ABD ve İsrail halklarına!

Her ne kadar farklı din, ırk, ulus ve kültürde olsanız da diğer insanlarla hilkatte bir eş olduğunuz, dolayısıyla erdemlik dışında ne sizlerin ne de diğerlerinin hiçbir üstünlüğü ve ayrıcalığı bulunmamaktadır.

Nefsinizin yahut toplumunuzun kabul etmeyeceği bir dayatma ve kötülüğü bir başkasına layık görebilme anlayışıyla faşistleşmiş iktidarlarınıza ya destek vererek ya da sessiz kalarak arkalarında durmanız; takdir edersiniz ki mutlak bil mukabeleyi tetiklemekte, zamanında hesap sormadığınız devletlerinizin kazandırdığı düşmanlıkla tehdit, korku, mal ve can kayıplarına maruz kalmaktasınız.

Sorgulanması gereken suçlunun iktidarlarınız mı yoksa nefsi müdafaada bulunan direnişçiler mi olduğunu adil bir tarafsızlıkla cevaplayabilmenizdir.
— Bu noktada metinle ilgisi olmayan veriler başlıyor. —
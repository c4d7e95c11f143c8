//! Gradient-based optimizers for skycast.
//!
//! Each optimizer implements the [`Optimizer`] trait and owns the state for a
//! single flat parameter buffer. Trainers keep one optimizer per parameter
//! tensor.
//!
//! # Available Optimizers
//!
//! - [`Sgd`] - Stochastic Gradient Descent
//! - [`Adam`] - Adaptive Moment Estimation
//!
//! # Example
//!
//! ```
//! use skycast_optimizer::{Optimizer, Sgd, OptimizerConfig};
//!
//! let config = OptimizerConfig::Sgd { learning_rate: 0.01 };
//! let mut optimizer = Sgd::new(config).unwrap();
//!
//! let mut params = vec![1.0, 2.0, 3.0];
//! let gradients = vec![0.1, 0.2, 0.3];
//!
//! optimizer.apply_gradients(&mut params, &gradients);
//! ```

use serde::{Deserialize, Serialize};
use thiserror::Error;

mod adam;
mod sgd;

pub use adam::Adam;
pub use sgd::Sgd;

/// Errors that can occur when working with optimizers.
#[derive(Debug, Error)]
pub enum OptimizerError {
    /// Configuration type does not match the optimizer type.
    #[error("Config mismatch: expected {expected}, got {got}")]
    ConfigMismatch {
        /// Optimizer that was being built
        expected: String,
        /// Optimizer named by the configuration
        got: String,
    },

    /// Invalid configuration parameter.
    #[error("Invalid parameter: {0}")]
    InvalidParameter(String),
}

/// Configuration for the supported optimizer types.
#[derive(Debug, Clone, PartialEq, Serialize, Deserialize)]
#[serde(tag = "type", rename_all = "snake_case")]
pub enum OptimizerConfig {
    /// Stochastic Gradient Descent configuration.
    Sgd {
        /// Learning rate for gradient updates.
        learning_rate: f32,
    },
    /// Adam configuration.
    Adam {
        /// Learning rate for gradient updates.
        learning_rate: f32,
        /// Exponential decay rate for first moment estimates.
        beta1: f32,
        /// Exponential decay rate for second moment estimates.
        beta2: f32,
        /// Small constant for numerical stability.
        epsilon: f32,
    },
}

impl Default for OptimizerConfig {
    /// Adam with learning rate 0.001, betas 0.9 / 0.999 and epsilon 1e-7.
    fn default() -> Self {
        OptimizerConfig::Adam {
            learning_rate: 0.001,
            beta1: 0.9,
            beta2: 0.999,
            epsilon: 1e-7,
        }
    }
}

impl OptimizerConfig {
    /// Returns the name of the optimizer type.
    pub fn name(&self) -> &'static str {
        match self {
            OptimizerConfig::Sgd { .. } => "Sgd",
            OptimizerConfig::Adam { .. } => "Adam",
        }
    }

    /// Returns the learning rate for the optimizer.
    pub fn learning_rate(&self) -> f32 {
        match self {
            OptimizerConfig::Sgd { learning_rate } => *learning_rate,
            OptimizerConfig::Adam { learning_rate, .. } => *learning_rate,
        }
    }

    /// Checks that every hyperparameter is in range.
    ///
    /// # Errors
    ///
    /// Returns [`OptimizerError::InvalidParameter`] naming the first bad value.
    pub fn validate(&self) -> Result<(), OptimizerError> {
        let lr = self.learning_rate();
        if !(lr.is_finite() && lr > 0.0) {
            return Err(OptimizerError::InvalidParameter(format!(
                "learning_rate must be positive, got {}",
                lr
            )));
        }
        if let OptimizerConfig::Adam {
            beta1,
            beta2,
            epsilon,
            ..
        } = *self
        {
            for (name, beta) in [("beta1", beta1), ("beta2", beta2)] {
                if !(0.0..1.0).contains(&beta) {
                    return Err(OptimizerError::InvalidParameter(format!(
                        "{} must be in [0, 1), got {}",
                        name, beta
                    )));
                }
            }
            if epsilon <= 0.0 {
                return Err(OptimizerError::InvalidParameter(format!(
                    "epsilon must be positive, got {}",
                    epsilon
                )));
            }
        }
        Ok(())
    }
}

/// Trait for parameter optimizers.
///
/// An optimizer instance tracks the state of one parameter buffer; the buffer
/// length must stay the same across calls.
pub trait Optimizer: Sized {
    /// Creates a new optimizer from the given configuration.
    ///
    /// # Errors
    ///
    /// Returns [`OptimizerError::ConfigMismatch`] if the configuration type
    /// does not match the optimizer type, or
    /// [`OptimizerError::InvalidParameter`] if a hyperparameter is out of range.
    fn new(config: OptimizerConfig) -> Result<Self, OptimizerError>;

    /// Applies gradients to update the parameters in place.
    ///
    /// # Panics
    ///
    /// May panic if `params` and `gradients` have different lengths.
    fn apply_gradients(&mut self, params: &mut [f32], gradients: &[f32]);

    /// Returns a reference to the optimizer's configuration.
    fn config(&self) -> &OptimizerConfig;
}

/// Dynamic dispatch version of the Optimizer trait.
pub trait OptimizerDyn: Send {
    /// Applies gradients to update the parameters in place.
    fn apply_gradients(&mut self, params: &mut [f32], gradients: &[f32]);

    /// Returns a reference to the optimizer's configuration.
    fn config(&self) -> &OptimizerConfig;
}

impl<T: Optimizer + Send> OptimizerDyn for T {
    fn apply_gradients(&mut self, params: &mut [f32], gradients: &[f32]) {
        Optimizer::apply_gradients(self, params, gradients)
    }

    fn config(&self) -> &OptimizerConfig {
        Optimizer::config(self)
    }
}

/// Creates the optimizer named by the configuration.
///
/// # Example
///
/// ```
/// use skycast_optimizer::{create_optimizer, OptimizerConfig};
///
/// let mut optimizer = create_optimizer(OptimizerConfig::default()).unwrap();
/// let mut params = vec![1.0];
/// optimizer.apply_gradients(&mut params, &[1.0]);
/// assert!(params[0] < 1.0);
/// ```
///
/// # Errors
///
/// Returns an error if the configuration is invalid.
pub fn create_optimizer(config: OptimizerConfig) -> Result<Box<dyn OptimizerDyn>, OptimizerError> {
    Ok(match &config {
        OptimizerConfig::Sgd { .. } => Box::new(Sgd::new(config)?),
        OptimizerConfig::Adam { .. } => Box::new(Adam::new(config)?),
    })
}

#[cfg(test)]
mod tests {
    use super::*;

    #[test]
    fn test_optimizer_config_name() {
        let sgd = OptimizerConfig::Sgd { learning_rate: 0.01 };
        assert_eq!(sgd.name(), "Sgd");
        assert_eq!(OptimizerConfig::default().name(), "Adam");
    }

    #[test]
    fn test_default_is_adam() {
        match OptimizerConfig::default() {
            OptimizerConfig::Adam {
                learning_rate,
                beta1,
                beta2,
                epsilon,
            } => {
                assert_eq!(learning_rate, 0.001);
                assert_eq!(beta1, 0.9);
                assert_eq!(beta2, 0.999);
                assert_eq!(epsilon, 1e-7);
            }
            other => panic!("unexpected default {:?}", other),
        }
    }

    #[test]
    fn test_validate() {
        assert!(OptimizerConfig::default().validate().is_ok());
        assert!(OptimizerConfig::Sgd { learning_rate: 0.0 }
            .validate()
            .is_err());
        let bad = OptimizerConfig::Adam {
            learning_rate: 0.001,
            beta1: 1.0,
            beta2: 0.999,
            epsilon: 1e-7,
        };
        assert!(matches!(
            bad.validate(),
            Err(OptimizerError::InvalidParameter(_))
        ));
    }

    #[test]
    fn test_config_json_shape() {
        let json = serde_json::to_string(&OptimizerConfig::Sgd { learning_rate: 0.5 }).unwrap();
        assert_eq!(json, r#"{"type":"sgd","learning_rate":0.5}"#);
        let parsed: OptimizerConfig = serde_json::from_str(&json).unwrap();
        assert_eq!(parsed, OptimizerConfig::Sgd { learning_rate: 0.5 });
    }

    #[test]
    fn test_create_optimizer() {
        let mut optimizer = create_optimizer(OptimizerConfig::Sgd { learning_rate: 0.5 }).unwrap();

        let mut params = vec![1.0, 2.0];
        optimizer.apply_gradients(&mut params, &[1.0, 1.0]);
        assert_eq!(params, vec![0.5, 1.5]);
        assert_eq!(optimizer.config().name(), "Sgd");

        assert!(create_optimizer(OptimizerConfig::Sgd {
            learning_rate: -1.0
        })
        .is_err());
    }
}
//! The fixed temperature regression network.

use skycast_layers::{ActivationType, Regularizer, Sequential, SequentialConfig};

use crate::error::TrainingResult;

/// Widths of the three hidden dense layers.
pub const HIDDEN_UNITS: [usize; 3] = [128, 64, 32];

/// L2 coefficient on every hidden kernel.
pub const L2_PENALTY: f32 = 0.001;

/// Weight of the batch statistics in the running-average update.
pub const BATCH_NORM_MOMENTUM: f32 = 0.01;

/// Batch-norm variance epsilon.
pub const BATCH_NORM_EPSILON: f32 = 1e-3;

/// Dropout after the first and second normalized blocks.
pub const DROPOUT_RATES: [f32; 2] = [0.3, 0.2];

/// Layer stack for `input_dim` features:
/// dense(128) → batch norm → dropout(0.3) → dense(64) → batch norm →
/// dropout(0.2) → dense(32) → dense(1).
pub fn network_config(input_dim: usize) -> SequentialConfig {
    let l2 = Regularizer::L2(L2_PENALTY);
    SequentialConfig::new(input_dim)
        .add_dense(HIDDEN_UNITS[0], ActivationType::ReLU, l2)
        .add_batch_norm(BATCH_NORM_MOMENTUM, BATCH_NORM_EPSILON)
        .add_dropout(DROPOUT_RATES[0])
        .add_dense(HIDDEN_UNITS[1], ActivationType::ReLU, l2)
        .add_batch_norm(BATCH_NORM_MOMENTUM, BATCH_NORM_EPSILON)
        .add_dropout(DROPOUT_RATES[1])
        .add_dense(HIDDEN_UNITS[2], ActivationType::ReLU, l2)
        .add_dense(1, ActivationType::None, Regularizer::None)
}

/// Builds a freshly initialized network.
///
/// # Errors
///
/// Fails if `input_dim` is zero.
pub fn build_model(input_dim: usize, seed: u64) -> TrainingResult<Sequential> {
    Ok(network_config(input_dim).build(seed)?)
}
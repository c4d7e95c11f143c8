//! Feed-forward network layers for skycast.
//!
//! This crate provides the small set of layers needed for tabular regression:
//!
//! - **Dense layers**: Fully connected linear transformations with optional
//!   kernel regularization
//! - **Activations**: ReLU
//! - **Normalization**: Batch normalization with running statistics
//! - **Dropout**: Inverted dropout with seeded masks
//! - **Sequential**: An ordered stack of the above, built from a config
//!
//! # Quick Start
//!
//! ```
//! use skycast_layers::prelude::*;
//!
//! let mut net = SequentialConfig::new(17)
//!     .add_dense(32, ActivationType::ReLU, Regularizer::L2(0.001))
//!     .add_dense(1, ActivationType::None, Regularizer::None)
//!     .build(42)
//!     .unwrap();
//!
//! let input = Tensor::ones(&[4, 17]);
//! let output = net.forward_train(&input).unwrap();
//! net.backward(&Tensor::ones(&[4, 1])).unwrap();
//! assert_eq!(output.shape(), &[4, 1]);
//! ```
//!
//! # Layer Trait
//!
//! All layers implement the [`Layer`] trait, which provides a unified interface
//! for forward and backward passes:
//!
//! ```
//! use skycast_layers::prelude::*;
//!
//! fn process_layer<L: Layer>(layer: &L, input: &Tensor) -> Tensor {
//!     layer.forward(input).unwrap()
//! }
//! ```

#![warn(missing_docs)]

pub mod activation;
pub mod dense;
pub mod dropout;
pub mod error;
pub mod initializer;
pub mod layer;
pub mod normalization;
pub mod regularizer;
pub mod sequential;
pub mod tensor;

pub use activation::{ActivationType, ReLU};
pub use dense::Dense;
pub use dropout::Dropout;
pub use error::{LayerError, LayerResult};
pub use initializer::Initializer;
pub use layer::Layer;
pub use normalization::BatchNorm;
pub use regularizer::Regularizer;
pub use sequential::{LayerSpec, NetworkLayer, Sequential, SequentialConfig};
pub use tensor::Tensor;

/// Commonly used types.
pub mod prelude {
    pub use crate::activation::{ActivationType, ReLU};
    pub use crate::dense::Dense;
    pub use crate::dropout::Dropout;
    pub use crate::error::{LayerError, LayerResult};
    pub use crate::initializer::Initializer;
    pub use crate::layer::Layer;
    pub use crate::normalization::BatchNorm;
    pub use crate::regularizer::Regularizer;
    pub use crate::sequential::{LayerSpec, NetworkLayer, Sequential, SequentialConfig};
    pub use crate::tensor::Tensor;
}
//! Layer trait definition for network layers.
//!
//! This module defines the core [`Layer`] trait that all layers implement,
//! providing a unified interface for forward and backward passes.

use crate::error::LayerError;
use crate::tensor::Tensor;

/// A network layer that supports forward and backward propagation.
///
/// Each layer must be able to:
/// - Perform a forward pass to compute outputs from inputs
/// - Perform a backward pass to compute gradients
/// - Expose its learnable parameters and the matching gradients
///
/// `forward` takes `&self` and never mutates state. Layers that need to cache
/// activations or update statistics during training expose an inherent
/// `forward_train(&mut self, ..)` that must run before `backward`.
///
/// # Example
///
/// ```
/// use rand::rngs::StdRng;
/// use rand::SeedableRng;
/// use skycast_layers::dense::Dense;
/// use skycast_layers::layer::Layer;
/// use skycast_layers::tensor::Tensor;
///
/// let mut rng = StdRng::seed_from_u64(42);
/// let layer = Dense::new(17, 128, &mut rng);
/// let input = Tensor::zeros(&[32, 17]);
/// let output = layer.forward(&input).unwrap();
/// assert_eq!(output.shape(), &[32, 128]);
/// ```
pub trait Layer: Send + Sync {
    /// Performs a forward pass through the layer.
    ///
    /// # Errors
    ///
    /// Returns a [`LayerError`] if the input shape is incompatible with the layer
    fn forward(&self, input: &Tensor) -> Result<Tensor, LayerError>;

    /// Performs a backward pass through the layer.
    ///
    /// Takes the gradient of the loss with respect to the layer's output
    /// and returns the gradient with respect to the layer's input. Parameter
    /// gradients are stored on the layer and exposed by [`Layer::gradients`].
    ///
    /// # Errors
    ///
    /// Returns [`LayerError::NotInitialized`] if no training forward pass was
    /// cached, or a shape error if the gradient shape is incompatible
    fn backward(&mut self, grad: &Tensor) -> Result<Tensor, LayerError>;

    /// Returns references to the layer's learnable parameters.
    fn parameters(&self) -> Vec<&Tensor>;

    /// Returns mutable references to the layer's learnable parameters.
    fn parameters_mut(&mut self) -> Vec<&mut Tensor>;

    /// Returns the gradients from the last backward pass, aligned with
    /// [`Layer::parameters`]. `None` marks a gradient that was never computed.
    fn gradients(&self) -> Vec<Option<&Tensor>> {
        Vec::new()
    }

    /// Returns the regularization loss contributed by this layer.
    ///
    /// Default implementation returns 0.0.
    fn regularization_loss(&self) -> f32 {
        0.0
    }

    /// Returns the name of the layer for debugging and logging purposes.
    fn name(&self) -> &str {
        "Layer"
    }

    /// Returns whether the layer is in training mode.
    ///
    /// Some layers behave differently during training vs inference
    /// (e.g., Dropout, BatchNorm).
    fn is_training(&self) -> bool {
        true
    }

    /// Sets the layer's training mode.
    fn set_training(&mut self, _training: bool) {}
}
//! Weather history loading and feature engineering for skycast.
//!
//! The data pipeline reads an hourly weather history, derives calendar
//! features, one-hot encodes the weather condition, fills gaps and
//! standardizes every column:
//!
//! ```
//! use skycast_data::{generate, FeatureBuilder, SyntheticConfig};
//!
//! let table = generate(&SyntheticConfig::new(200, 4, 42)).unwrap();
//! let set = FeatureBuilder::new().build(&table).unwrap();
//! assert_eq!(set.width(), 13 + 4);
//! assert_eq!(set.features.shape(), &[200, 17]);
//! ```
//!
//! # Modules
//!
//! - [`table`] - CSV loading into [`RawTable`]
//! - [`timestamp`] - `dt_iso` suffix stripping and parsing
//! - [`features`] - [`FeatureBuilder`], forward fill and the [`FeatureSchema`]
//! - [`scaler`] - [`StandardScaler`]
//! - [`split`] - Seeded train/validation/test partitioning
//! - [`synthetic`] - Generator for test and demo data

#![warn(missing_docs)]

pub mod error;
pub mod features;
pub mod scaler;
pub mod split;
pub mod synthetic;
pub mod table;
pub mod timestamp;

pub use error::{DataError, DataResult};
pub use features::{forward_fill, FeatureBuilder, FeatureSchema, FeatureSet};
pub use scaler::StandardScaler;
pub use split::DataSplit;
pub use synthetic::{generate, SyntheticConfig, WEATHER_LABELS};
pub use table::RawTable;
pub use timestamp::{parse_timestamp, strip_suffix, TimeParts, TIMESTAMP_SUFFIX};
Rejimlerinizin ve iktidarlarınızın manipülasyonlarıyla Müslüman halklara yahut ötekilerine karşı olan kindarlığınız insanlık ve adalet dışı tecavüzlere, tertiplere, işgallere ve saldırılara neden olmakta, kendilerini savunanların meşru bağımsızlık mücadeleleri çocuklarınız dâhil olmak üzere hepinizin canını yakmaktadır. İşgalci ve acımasız devletlerinizi değil de onur savaşı veren direnişçileri terörizmle ve düşmanlıkla yaftalamanızı vicdanlara danıştığınızda; şüphesiz haksız bir muhakeme ve egoizm içinde olduğunuz yanıtını alacaksınız.

Sizlere zarar veren suçlulara ve esarete karşı nasıl bir adalet arayışıyla en ağır cezadan yana iseniz; suçlu iktidarlarınızın binlerce masumu katletme, işkence yapma, baskı ve tehditle korkutma ve vatanlarını istilâ edip sömürme taarruzlarına da şiddetle tepki göstermek ve cezalandırmak mecburiyetindesiniz. Eğer “benim” deme benliğiyle gerçeklerden kaçınırsanız, başınıza gelecekleri de peşinen kabullenmiş durumdasınız.

Sahip olduğunuz bağımsızlık, özgürlük, huzur ve güven duygularının düşman belleyip haklarını gasp ettiğiniz insanlarda da mevcut olduğunu unutmamalısınız. Çünkü onlarda sizler gibi insan, his ve duyguları da farksız değildir.

Ne ekilirse onun biçileceği ya da kötülük yapılmazsa kötülük bulunamayacağı; adil dengenin mutlak bir sonucudur. Bir yabancının özelinize ve yönetiminize müdahale etmesi nasıl fevkalade büyük bir sorun ise, sizinde bir başkasının yaşamına, düşüncesine, dinine, yönetimine, ekonomisine ve rejimine müdahalesi o kadar haksız bir girişimdir. Ki bazen çocuklar dahi özelin mahremiyetiyle ilgili tepkiyi ebeveynlerine gösterebilmektedir.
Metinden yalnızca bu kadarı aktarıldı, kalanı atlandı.